Téléchargement modèles

SPACY

python -m spacy download fr_core_news_lg

Update et installations requises

    apt-get update 
    apt-get upgrade
    apt install software-properties-common -y
    apt-get install poppler-utils -y
    add-apt-repository ppa:alex-p/tesseract-ocr5
    apt-get install libc6 -y
    apt-get install poppler-utils -y
    apt-get install tesseract-ocr -y
    apt-get install tesseract-ocr-fra -y
    apt-get install tesseract-ocr-eng -y
    apt-get install tesseract-ocr-ita -y
    apt-get install tesseract-ocr-spa -y
    apt-get install tesseract-ocr-deu -y
    apt-get install tesseract-ocr-cos -y
    apt-get install tesseract-ocr-lat -y
    apt-get install automake libtool -y
    apt-get install libleptonica-dev -y
    apt-get install ffmpeg libsm6 libxext6  -y
    apt-get install ocrmypdf -y    

GPU issue

Si problème : Successful NUMA node read from SysFS had negative value (-1)

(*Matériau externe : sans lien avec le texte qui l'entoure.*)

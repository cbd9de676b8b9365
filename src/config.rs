use serde::Deserialize;
use std::env;
use std::time::Duration;

use crate::constants::{
    BALANCE_GC_SECS, BALANCE_STALE_SECS, CACHE_SWEEP_INTERVAL_SECS, CHAIN_ID_MAINNET,
    CHAIN_ID_SEPOLIA, DEFAULT_SEPOLIA_RPC_URL, RECEIPT_TIMEOUT_SECS,
};
use crate::explorer::ExplorerNetwork;

#[derive(Debug, Clone, Deserialize)]
pub struct Config {
    // Server
    pub host: String,
    pub port: u16,
    pub environment: String,

    // Blockchain
    pub ethereum_rpc_url: String,
    pub chain_id: u64,
    pub explorer_network: String,

    // Query cache
    pub balance_stale_secs: u64,
    pub balance_gc_secs: u64,
    pub cache_sweep_interval_secs: u64,

    // Transactions
    pub receipt_timeout_secs: u64,

    // CORS
    pub cors_allowed_origins: String,
}

impl Config {
    pub fn from_env() -> anyhow::Result<Self> {
        dotenv::dotenv().ok();

        Ok(Config {
            host: env::var("HOST").unwrap_or_else(|_| "0.0.0.0".to_string()),
            port: env::var("PORT")
                .unwrap_or_else(|_| "3000".to_string())
                .parse()?,
            environment: env::var("ENVIRONMENT").unwrap_or_else(|_| "development".to_string()),

            ethereum_rpc_url: env::var("ETHEREUM_RPC_URL")
                .unwrap_or_else(|_| DEFAULT_SEPOLIA_RPC_URL.to_string()),
            chain_id: env::var("CHAIN_ID")
                .unwrap_or_else(|_| CHAIN_ID_SEPOLIA.to_string())
                .parse()?,
            explorer_network: env::var("EXPLORER_NETWORK")
                .unwrap_or_else(|_| "sepolia".to_string()),

            balance_stale_secs: env::var("BALANCE_STALE_SECS")
                .unwrap_or_else(|_| BALANCE_STALE_SECS.to_string())
                .parse()?,
            balance_gc_secs: env::var("BALANCE_GC_SECS")
                .unwrap_or_else(|_| BALANCE_GC_SECS.to_string())
                .parse()?,
            cache_sweep_interval_secs: env::var("CACHE_SWEEP_INTERVAL_SECS")
                .unwrap_or_else(|_| CACHE_SWEEP_INTERVAL_SECS.to_string())
                .parse()?,

            receipt_timeout_secs: env::var("RECEIPT_TIMEOUT_SECS")
                .unwrap_or_else(|_| RECEIPT_TIMEOUT_SECS.to_string())
                .parse()?,

            cors_allowed_origins: env::var("CORS_ALLOWED_ORIGINS")
                .unwrap_or_else(|_| "*".to_string()),
        })
    }

    pub fn validate(&self) -> anyhow::Result<()> {
        if self.ethereum_rpc_url.trim().is_empty() {
            anyhow::bail!("ETHEREUM_RPC_URL is empty");
        }
        if let Err(e) = url::Url::parse(self.ethereum_rpc_url.trim()) {
            anyhow::bail!("ETHEREUM_RPC_URL is not a valid URL: {}", e);
        }
        if self.balance_stale_secs == 0 {
            anyhow::bail!("BALANCE_STALE_SECS must be > 0");
        }
        let Some(explorer) = self.explorer() else {
            anyhow::bail!("Unknown EXPLORER_NETWORK: {}", self.explorer_network);
        };

        if self.balance_gc_secs < self.balance_stale_secs {
            tracing::warn!("BALANCE_GC_SECS is shorter than BALANCE_STALE_SECS; entries expire before going stale");
        }
        if self.cache_sweep_interval_secs == 0 {
            tracing::warn!("CACHE_SWEEP_INTERVAL_SECS is 0; cache sweeper disabled");
        }
        if self.receipt_timeout_secs == 0 {
            tracing::warn!("RECEIPT_TIMEOUT_SECS is 0; confirmations will time out immediately");
        }
        if self.chain_id == CHAIN_ID_MAINNET && self.is_testnet() {
            tracing::warn!("Mainnet chain id configured in a testnet environment");
        }
        if explorer.chain_id() != self.chain_id {
            tracing::warn!(
                "EXPLORER_NETWORK {} does not match CHAIN_ID {}; explorer links may be wrong",
                explorer,
                self.chain_id
            );
        }
        if self.cors_allowed_origins.trim().is_empty() {
            tracing::warn!("CORS_ALLOWED_ORIGINS is empty; requests may be blocked");
        }

        Ok(())
    }

    pub fn is_testnet(&self) -> bool {
        if self.environment == "development" || self.environment == "testnet" {
            return true;
        }
        self.chain_id != CHAIN_ID_MAINNET
    }

    pub fn explorer(&self) -> Option<ExplorerNetwork> {
        ExplorerNetwork::from_name(&self.explorer_network)
    }

    pub fn balance_stale_time(&self) -> Duration {
        Duration::from_secs(self.balance_stale_secs)
    }

    pub fn balance_gc_time(&self) -> Duration {
        Duration::from_secs(self.balance_gc_secs)
    }

    pub fn receipt_timeout(&self) -> Duration {
        Duration::from_secs(self.receipt_timeout_secs)
    }

    pub fn cache_sweep_interval(&self) -> Duration {
        Duration::from_secs(self.cache_sweep_interval_secs)
    }
}

#[cfg(test)]
mod tests {
    use super::*;

    fn sample() -> Config {
        Config {
            host: "127.0.0.1".to_string(),
            port: 3000,
            environment: "production".to_string(),
            ethereum_rpc_url: DEFAULT_SEPOLIA_RPC_URL.to_string(),
            chain_id: CHAIN_ID_SEPOLIA,
            explorer_network: "sepolia".to_string(),
            balance_stale_secs: BALANCE_STALE_SECS,
            balance_gc_secs: BALANCE_GC_SECS,
            cache_sweep_interval_secs: CACHE_SWEEP_INTERVAL_SECS,
            receipt_timeout_secs: RECEIPT_TIMEOUT_SECS,
            cors_allowed_origins: "*".to_string(),
        }
    }

    #[test]
    fn validate_accepts_defaults() {
        assert!(sample().validate().is_ok());
    }

    #[test]
    fn validate_rejects_bad_rpc_url() {
        let mut config = sample();
        config.ethereum_rpc_url = "not a url".to_string();
        assert!(config.validate().is_err());
        config.ethereum_rpc_url = "  ".to_string();
        assert!(config.validate().is_err());
    }

    #[test]
    fn validate_rejects_zero_staleness_and_unknown_explorer() {
        let mut config = sample();
        config.balance_stale_secs = 0;
        assert!(config.validate().is_err());

        let mut config = sample();
        config.explorer_network = "ropsten".to_string();
        assert!(config.validate().is_err());
    }

    #[test]
    fn is_testnet_follows_environment_and_chain() {
        let mut config = sample();
        assert!(config.is_testnet());
        config.chain_id = CHAIN_ID_MAINNET;
        assert!(!config.is_testnet());
        config.environment = "development".to_string();
        assert!(config.is_testnet());
    }
}
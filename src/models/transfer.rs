use chrono::{DateTime, Utc};
use serde::{Deserialize, Serialize};
use std::fmt;
use std::sync::Arc;

use crate::integrations::identity::{ConnectedWallet, TransactionSender};

// ==================== TRANSFER ====================

/// One user submission. Consumed by a single executor run.
#[derive(Clone, Default)]
pub struct TransferRequest {
    pub from: String,
    pub to: String,
    pub amount: String,
    pub sender: Option<Arc<dyn TransactionSender>>,
    pub wallets: Vec<Arc<dyn ConnectedWallet>>,
}

impl TransferRequest {
    pub fn new(from: impl Into<String>, to: impl Into<String>, amount: impl Into<String>) -> Self {
        Self {
            from: from.into(),
            to: to.into(),
            amount: amount.into(),
            sender: None,
            wallets: Vec::new(),
        }
    }

    pub fn with_sender(mut self, sender: Arc<dyn TransactionSender>) -> Self {
        self.sender = Some(sender);
        self
    }

    pub fn with_wallets(mut self, wallets: Vec<Arc<dyn ConnectedWallet>>) -> Self {
        self.wallets = wallets;
        self
    }
}

impl fmt::Debug for TransferRequest {
    fn fmt(&self, f: &mut fmt::Formatter<'_>) -> fmt::Result {
        f.debug_struct("TransferRequest")
            .field("from", &self.from)
            .field("to", &self.to)
            .field("amount", &self.amount)
            .field("has_sender", &self.sender.is_some())
            .field("wallets", &self.wallets.len())
            .finish()
    }
}

#[derive(Debug, Clone, PartialEq, Eq, Serialize, Deserialize)]
pub struct TransferResult {
    pub hash: String,
    pub from: String,
    pub to: String,
    pub amount: String,
    pub timestamp: DateTime<Utc>,
}

// ==================== SEND PRIMITIVE ====================

/// `value` is the smallest-unit amount as decimal text.
#[derive(Debug, Clone, PartialEq, Eq, Serialize, Deserialize)]
pub struct SendTransactionRequest {
    pub to: String,
    pub value: String,
}

#[derive(Debug, Clone, PartialEq, Eq, Serialize, Deserialize)]
pub struct SendTransactionResponse {
    pub hash: String,
}

// ==================== CHAIN RECORDS ====================

#[derive(Debug, Clone, PartialEq, Eq, Serialize, Deserialize)]
pub struct TransactionRecord {
    pub hash: String,
    pub from: String,
    pub to: Option<String>,
    /// Smallest-unit value as decimal text.
    pub value: String,
    pub nonce: u64,
    pub block_number: Option<u64>,
    pub gas: String,
    pub gas_price: Option<String>,
}

#[derive(Debug, Clone, PartialEq, Eq, Serialize, Deserialize)]
pub struct ReceiptRecord {
    pub transaction_hash: String,
    pub block_number: Option<u64>,
    pub status: Option<u64>,
    pub gas_used: Option<String>,
}

impl ReceiptRecord {
    pub fn succeeded(&self) -> bool {
        self.status == Some(1)
    }
}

for a in /sys/bus/pci/devices/*; do echo 0 |  tee -a $a/numa_node; done

Exemples d'utilisation

Classification

Code

import logging
import sys

from lxf.services.measure_time import measure_time_async
from lxf.services.try_safe import try_safe_execute_asyncio



from lxf.ai.classification.classifier import get_classification
from lxf.domain.predictions import  Predictions

import lxf.settings as settings 
from lxf.settings import SET_LOGGING_LEVEL
SET_LOGGING_LEVEL=logging.DEBUG
###################################################################

logger = logging.getLogger('test classifier')
fh = logging.FileHandler('./logs/test_classifier.log')
fh.setLevel(settings.SET_LOGGING_LEVEL)
formatter = logging.Formatter('%(asctime)s - %(name)s - %(levelname)s - %(message)s')
fh.setFormatter(formatter)
logger.setLevel(settings.SET_LOGGING_LEVEL)
logger.addHandler(fh)
#################################################################

@measure_time_async
async def do_test(file_name) -> Predictions :
    """
    """
    return await get_classification(file_name=file_name,max_pages=10)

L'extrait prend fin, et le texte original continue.